Dit lanschap, dit vermoeide lied, dit bleke
volk, het verlangen om te sterven in 't hart!
de bedwelmende wens om onder te duiken,
te vluchten, als God de Vader je zijn zorg
- je lot dus - als een teugel in de nek werpt?
Wogoelië! Tussen Konda en Sosva,
land van vorst, honger, woeste afgoderij,
waar, in de kam van de wind, in het oerwoud,
als men op honderd mijl één mens vindt, 't is veel -
Wenend verhief ik mij in de stijgbeugels.
En ik viel weer terug, de paarden, stijgerend,
als ging 't op huis aan, joegen voort (hun hoeven
zakten nauw'lijks in de sneeuw). Als over 't dak
der schuimende zee wij vlogen, de scherpe,
snijdende en fluitende dood tegemoet-
Noot van de vertaler: Wogoelië = land der Wogoelen, in hun eigen taal Manjsi genaamd. Dit volk, dat qua taal nauw verwant is aan de Hongaren, woont thans ten oosten van de Oeral, langs de rivier de Ob en de zijrivieren daarvan. Samen met de Ostjaken (Chanti) en de Hongaren (Magyar) vormen zij het volk der Oegriërs, dat oorspronkelijk (tot ca. 500 v.Chr.) tussen de knie van de Wolga en de Oeral woonde.

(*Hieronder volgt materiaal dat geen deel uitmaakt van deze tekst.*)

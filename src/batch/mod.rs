//! Batch delete outcomes and reconciliation against the submitted keys.
//!
//! A batch response reports success for some keys and failure for others.
//! [`BatchResultReconciler`] turns the decoded entries into a [`BatchResult`]
//! holding exactly one outcome per submitted object, in submission order.

use crate::error::ResponseError;
use crate::types::ObjectIdentifier;
use tracing::warn;

/// Code given to submitted objects the service did not report on.
pub const UNREPORTED_CODE: &str = "unreported";

/// A key the service reports as deleted.
#[derive(Debug, Clone, PartialEq, Eq)]
pub struct DeleteSuccess {
    /// Object key.
    pub key: String,
    /// Version ID deleted, if one was addressed.
    pub version_id: Option<String>,
    /// Whether a delete marker was created or removed.
    pub delete_marker: bool,
    /// Version ID of that delete marker.
    pub delete_marker_version_id: Option<String>,
}

/// A key the service failed to delete.
#[derive(Debug, Clone, PartialEq, Eq)]
pub struct DeleteFailure {
    /// Object key.
    pub key: String,
    /// Version ID addressed.
    pub version_id: Option<String>,
    /// Machine-readable code.
    pub code: String,
    /// Human-readable message.
    pub message: String,
}

/// Per-key outcome of a batch delete.
#[derive(Debug, Clone, PartialEq, Eq)]
pub enum DeleteOutcome {
    /// The key was deleted.
    Success(DeleteSuccess),
    /// The key was not deleted.
    Error(DeleteFailure),
}

impl DeleteOutcome {
    /// Object key.
    pub fn key(&self) -> &str {
        match self {
            DeleteOutcome::Success(s) => &s.key,
            DeleteOutcome::Error(f) => &f.key,
        }
    }

    /// Version ID reported with the outcome.
    pub fn version_id(&self) -> Option<&str> {
        match self {
            DeleteOutcome::Success(s) => s.version_id.as_deref(),
            DeleteOutcome::Error(f) => f.version_id.as_deref(),
        }
    }

    /// Whether the key was deleted.
    pub fn is_success(&self) -> bool {
        matches!(self, DeleteOutcome::Success(_))
    }

    /// Failure code, for failed keys.
    pub fn error_code(&self) -> Option<&str> {
        match self {
            DeleteOutcome::Error(f) => Some(&f.code),
            DeleteOutcome::Success(_) => None,
        }
    }

    fn unreported(object: &ObjectIdentifier) -> Self {
        DeleteOutcome::Error(DeleteFailure {
            key: object.key.clone(),
            version_id: object.version_id.clone(),
            code: UNREPORTED_CODE.to_string(),
            message: "The service did not report an outcome for this key".to_string(),
        })
    }
}

/// Outcomes of a batch delete, one per submitted object, in submission order.
#[derive(Debug, Clone, Default, PartialEq, Eq)]
pub struct BatchResult {
    outcomes: Vec<DeleteOutcome>,
}

impl BatchResult {
    /// All outcomes.
    pub fn outcomes(&self) -> &[DeleteOutcome] {
        &self.outcomes
    }

    /// Consume the result, returning its outcomes.
    pub fn into_outcomes(self) -> Vec<DeleteOutcome> {
        self.outcomes
    }

    /// Number of outcomes.
    pub fn len(&self) -> usize {
        self.outcomes.len()
    }

    /// Whether there are no outcomes.
    pub fn is_empty(&self) -> bool {
        self.outcomes.is_empty()
    }

    /// Keys that were deleted.
    pub fn successes(&self) -> impl Iterator<Item = &DeleteSuccess> {
        self.outcomes.iter().filter_map(|o| match o {
            DeleteOutcome::Success(s) => Some(s),
            DeleteOutcome::Error(_) => None,
        })
    }

    /// Keys that were not deleted, including unreported ones.
    pub fn failures(&self) -> impl Iterator<Item = &DeleteFailure> {
        self.outcomes.iter().filter_map(|o| match o {
            DeleteOutcome::Error(f) => Some(f),
            DeleteOutcome::Success(_) => None,
        })
    }

    /// Whether every key was deleted.
    pub fn all_succeeded(&self) -> bool {
        self.outcomes.iter().all(DeleteOutcome::is_success)
    }

    /// Append the outcomes of a later chunk.
    pub fn extend(&mut self, other: BatchResult) {
        self.outcomes.extend(other.outcomes);
    }
}

/// Reconciles decoded batch outcomes with the submitted objects.
#[derive(Debug, Default, Clone, Copy)]
pub struct BatchResultReconciler;

impl BatchResultReconciler {
    /// Match each decoded outcome to a submitted object.
    ///
    /// A reported key that was never submitted, or reported more often than
    /// submitted, is a protocol violation. Submitted objects without an
    /// outcome get an error outcome with [`UNREPORTED_CODE`].
    pub fn reconcile(
        submitted: &[ObjectIdentifier],
        decoded: Vec<DeleteOutcome>,
    ) -> Result<BatchResult, ResponseError> {
        let mut slots: Vec<Option<DeleteOutcome>> = vec![None; submitted.len()];

        for outcome in decoded {
            let index = Self::slot_for(submitted, &slots, &outcome)?;
            slots[index] = Some(outcome);
        }

        let mut unreported = 0usize;
        let outcomes = slots
            .into_iter()
            .zip(submitted)
            .map(|(slot, object)| {
                slot.unwrap_or_else(|| {
                    unreported += 1;
                    DeleteOutcome::unreported(object)
                })
            })
            .collect();

        if unreported > 0 {
            warn!(
                submitted = submitted.len(),
                unreported, "Batch delete response omitted submitted keys"
            );
        }
        Ok(BatchResult { outcomes })
    }

    fn slot_for(
        submitted: &[ObjectIdentifier],
        slots: &[Option<DeleteOutcome>],
        outcome: &DeleteOutcome,
    ) -> Result<usize, ResponseError> {
        let key = outcome.key();
        let open = |i: &usize| submitted[*i].key == key && slots[*i].is_none();
        let candidates: Vec<usize> = (0..submitted.len()).filter(open).collect();

        if candidates.is_empty() {
            return Err(if submitted.iter().any(|o| o.key == key) {
                ResponseError::DuplicateKey {
                    key: key.to_string(),
                }
            } else {
                ResponseError::UnexpectedKey {
                    key: key.to_string(),
                }
            });
        }

        let exact = candidates
            .iter()
            .copied()
            .find(|i| submitted[*i].version_id.as_deref() == outcome.version_id());
        let compatible = candidates.iter().copied().find(|i| {
            submitted[*i].version_id.is_none() || outcome.version_id().is_none()
        });
        exact
            .or(compatible)
            .ok_or_else(|| ResponseError::UnexpectedVersion {
                key: key.to_string(),
                version_id: outcome.version_id().unwrap_or_default().to_string(),
            })
    }
}

#[cfg(test)]
mod tests {
    use super::*;
    use proptest::prelude::*;

    fn success(key: &str) -> DeleteOutcome {
        DeleteOutcome::Success(DeleteSuccess {
            key: key.to_string(),
            version_id: None,
            delete_marker: false,
            delete_marker_version_id: None,
        })
    }

    fn failure(key: &str, code: &str) -> DeleteOutcome {
        DeleteOutcome::Error(DeleteFailure {
            key: key.to_string(),
            version_id: None,
            code: code.to_string(),
            message: String::new(),
        })
    }

    fn ids(keys: &[&str]) -> Vec<ObjectIdentifier> {
        keys.iter().map(|k| ObjectIdentifier::new(*k)).collect()
    }

    #[test]
    fn test_omitted_key_becomes_unreported() {
        let submitted = ids(&["a", "b", "c"]);
        let decoded = vec![failure("b", "NoSuchKey"), success("a")];

        let result = BatchResultReconciler::reconcile(&submitted, decoded).unwrap();

        assert_eq!(result.len(), 3);
        assert_eq!(result.outcomes()[0], success("a"));
        assert_eq!(result.outcomes()[1].error_code(), Some("NoSuchKey"));
        assert_eq!(result.outcomes()[2].key(), "c");
        assert_eq!(result.outcomes()[2].error_code(), Some(UNREPORTED_CODE));
        assert!(!result.all_succeeded());
        assert_eq!(result.failures().count(), 2);
    }

    #[test]
    fn test_unsubmitted_key_is_a_protocol_violation() {
        let submitted = ids(&["a"]);
        let err = BatchResultReconciler::reconcile(&submitted, vec![success("a"), success("z")])
            .unwrap_err();
        assert!(matches!(err, ResponseError::UnexpectedKey { key } if key == "z"));
    }

    #[test]
    fn test_repeated_key_is_a_protocol_violation() {
        let submitted = ids(&["a", "b"]);
        let err = BatchResultReconciler::reconcile(&submitted, vec![success("a"), success("a")])
            .unwrap_err();
        assert!(matches!(err, ResponseError::DuplicateKey { key } if key == "a"));
    }

    #[test]
    fn test_foreign_version_is_a_protocol_violation() {
        let submitted = vec![ObjectIdentifier::with_version("k", "v1")];
        let decoded = vec![DeleteOutcome::Success(DeleteSuccess {
            key: "k".into(),
            version_id: Some("v9".into()),
            delete_marker: false,
            delete_marker_version_id: None,
        })];

        let err = BatchResultReconciler::reconcile(&submitted, decoded).unwrap_err();
        assert!(matches!(
            err,
            ResponseError::UnexpectedVersion { key, version_id } if key == "k" && version_id == "v9"
        ));
    }

    #[test]
    fn test_versions_of_one_key_match_by_version() {
        let submitted = vec![
            ObjectIdentifier::with_version("k", "v1"),
            ObjectIdentifier::with_version("k", "v2"),
        ];
        let decoded = vec![
            DeleteOutcome::Success(DeleteSuccess {
                key: "k".into(),
                version_id: Some("v2".into()),
                delete_marker: false,
                delete_marker_version_id: None,
            }),
            DeleteOutcome::Error(DeleteFailure {
                key: "k".into(),
                version_id: Some("v1".into()),
                code: "AccessDenied".into(),
                message: String::new(),
            }),
        ];

        let result = BatchResultReconciler::reconcile(&submitted, decoded).unwrap();
        assert_eq!(result.outcomes()[0].version_id(), Some("v1"));
        assert!(!result.outcomes()[0].is_success());
        assert_eq!(result.outcomes()[1].version_id(), Some("v2"));
        assert!(result.outcomes()[1].is_success());
    }

    proptest! {
        #[test]
        fn prop_outcome_keys_equal_submitted_keys(
            keys in proptest::collection::hash_set("[a-z]{1,8}", 1..40),
            mask in proptest::collection::vec(0u8..3, 40),
        ) {
            let keys: Vec<String> = keys.into_iter().collect();
            let submitted: Vec<ObjectIdentifier> =
                keys.iter().map(|k| ObjectIdentifier::new(k.clone())).collect();

            // 0 = reported deleted, 1 = reported failed, 2 = omitted; reported in reverse.
            let decoded: Vec<DeleteOutcome> = keys
                .iter()
                .zip(mask.iter())
                .rev()
                .filter_map(|(k, m)| match m {
                    0 => Some(success(k)),
                    1 => Some(failure(k, "AccessDenied")),
                    _ => None,
                })
                .collect();

            let result = BatchResultReconciler::reconcile(&submitted, decoded).unwrap();
            let returned: Vec<&str> = result.outcomes().iter().map(DeleteOutcome::key).collect();
            let expected: Vec<&str> = keys.iter().map(String::as_str).collect();
            prop_assert_eq!(returned, expected);
        }
    }
}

Dat gebied is de bakermat van het Hongaarse volk. Aangezien de cultuur der Wogoelen nog veel overeenkomst vertoont met de oorspronkelijke Oegrische cultuur, geeft dit gedicht van Illyés uitdrukking aan nostalgisch verlangen naar de bakermat van het Hongaarse volk en hereniging met de twee broedervolkeren.